Sulla base della sua esperienza quali consigli può dare ai giovani che vogliono occuparsi di mercati finanziari all’estero?
«Innanzitutto, la buona conoscenza della lingua inglese è una condizione indispensabile. Durante gli anni della scuola superiore, ho studiato l’inglese privatamente, ed ho trascorso ogni anno un mese estivo in Inghilterra. Al tempo dell’università ho anche optato, tramite il programma Erasums, per un trimestre all’estero. Ci sono tanti modi per allenarsi ad imparare una seconda lingua. Anche il liceo classico, con lo studio del latino e del greco, mi ha aiutato a riconoscere pattern linguistici che mi hanno poi facilitato nell’apprendimento di lingue straniere. Un altro tassello importante è scegliere una buona università e farla bene. Meglio laurearsi con un voto non altissimo e in tempo, che andare fuori corso per prendere un voto più alto. All’estero il concetto di “fuori corso” non esiste e tra un candidato di 22 anni ed uno di 25, entrambi freschi di laurea, il primo sarà sempre avvantaggiato in un colloquio».
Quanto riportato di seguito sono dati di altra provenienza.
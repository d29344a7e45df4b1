//! Structured logging.
//!
//! # Responsibilities
//! - Initialize the tracing subscriber once per process
//! - Pick the filter from `RUST_LOG`, falling back to the configured level
//!
//! # Design Decisions
//! - Uses tracing crate for structured logging
//! - JSON format for production, pretty format for development
//! - A second initialisation is a silent no-op

use tracing_subscriber::{layer::SubscriberExt, util::SubscriberInitExt, EnvFilter};

use crate::config::ObservabilityConfig;

/// Filter directive used when `RUST_LOG` is unset.
pub fn default_directive(config: &ObservabilityConfig) -> String {
    format!("route_kernel={level},tower_http={level}", level = config.log_level)
}

/// Install the global subscriber.
pub fn init(config: &ObservabilityConfig) {
    let filter = EnvFilter::try_from_default_env()
        .unwrap_or_else(|_| EnvFilter::new(default_directive(config)));

    let result = if config.json_logs {
        tracing_subscriber::registry()
            .with(filter)
            .with(tracing_subscriber::fmt::layer().json())
            .try_init()
    } else {
        tracing_subscriber::registry()
            .with(filter)
            .with(tracing_subscriber::fmt::layer())
            .try_init()
    };

    if result.is_err() {
        tracing::debug!("Tracing subscriber already installed");
    }
}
Come definisce il frenetico e competitivo ambiente dei mercati finanziari e come ci si può preparare per affrontarlo al meglio?
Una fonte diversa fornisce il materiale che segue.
//! Configuration management subsystem.
//!
//! # Data Flow
//! ```text
//! config file (TOML)
//!     → loader.rs (parse & deserialize)
//!     → validation.rs (semantic checks)
//!     → KernelConfig (validated, immutable)
//!     → readers.rs (ConfigReader / SettingsReader views)
//!     → shared via Arc with the kernel and the HTTP host
//! ```
//!
//! # Design Decisions
//! - Config is immutable once loaded; changes require a restart
//! - All fields have defaults to allow minimal configs
//! - Validation separates syntactic (serde) from semantic checks
//! - Route loading consumes the narrow reader traits, never the schema

pub mod loader;
pub mod readers;
pub mod schema;
pub mod validation;

pub use loader::{load_config, parse_config, ConfigError};
pub use readers::{ConfigReader, SettingsReader};
pub use schema::{KernelConfig, KernelSection, ListenerConfig, ObservabilityConfig};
«È sicuramente un settore ad alta competitività e questo perché si tratta di un business globale in cui per la stessa posizione, soprattutto agli inizi della carriera, possono concorrere persone da tutto il mondo. Per esempio, quando ero alla Morgan Stanley, uno dei miei ultimi nuovi assunti fu un ragazzo di origine cinese. Molto sveglio e spigliato, dopo solo pochi mesi di training lo misi a “tredare” BTP italiani, pur non conoscendo praticamente nulla dell’Italia. Agli inizi della mia carriera, forse, per quel posto ci sarebbero stati solo candidati del Belpaese. Poi, se si vuole restare nel business, in particolare nel trading, la competizione è soprattutto con se stessi. Quando si ha a che fare con la rischiosità del mercato, si è davvero da soli. L’emotività è il nostro avversario, e
la si combatte con le armi della disciplina e dell’autocontrollo. A differenza di altri lavori,
nel trading l’esperienza della perdita è una condizione quasi permanente. Un trader che per
il 70% del tempo “fa soldi” è davvero bravo. Non conosco tanti altri campi professionali in
cui un tasso d’insuccesso del 30% rappresenti un obiettivo da conseguire. Un altro aspetto
importante di questa professione, a mio avviso, è la capacità di “step back”: fare un passo
indietro, osservare la situazione dall’esterno e riuscire a scaricare le energie negative che inevitabilmente si accumulano durante la giornata di lavoro. Inoltre, il concetto di
resilience, di capacità di ripresa da una perdita,è la chiave di questo mestiere».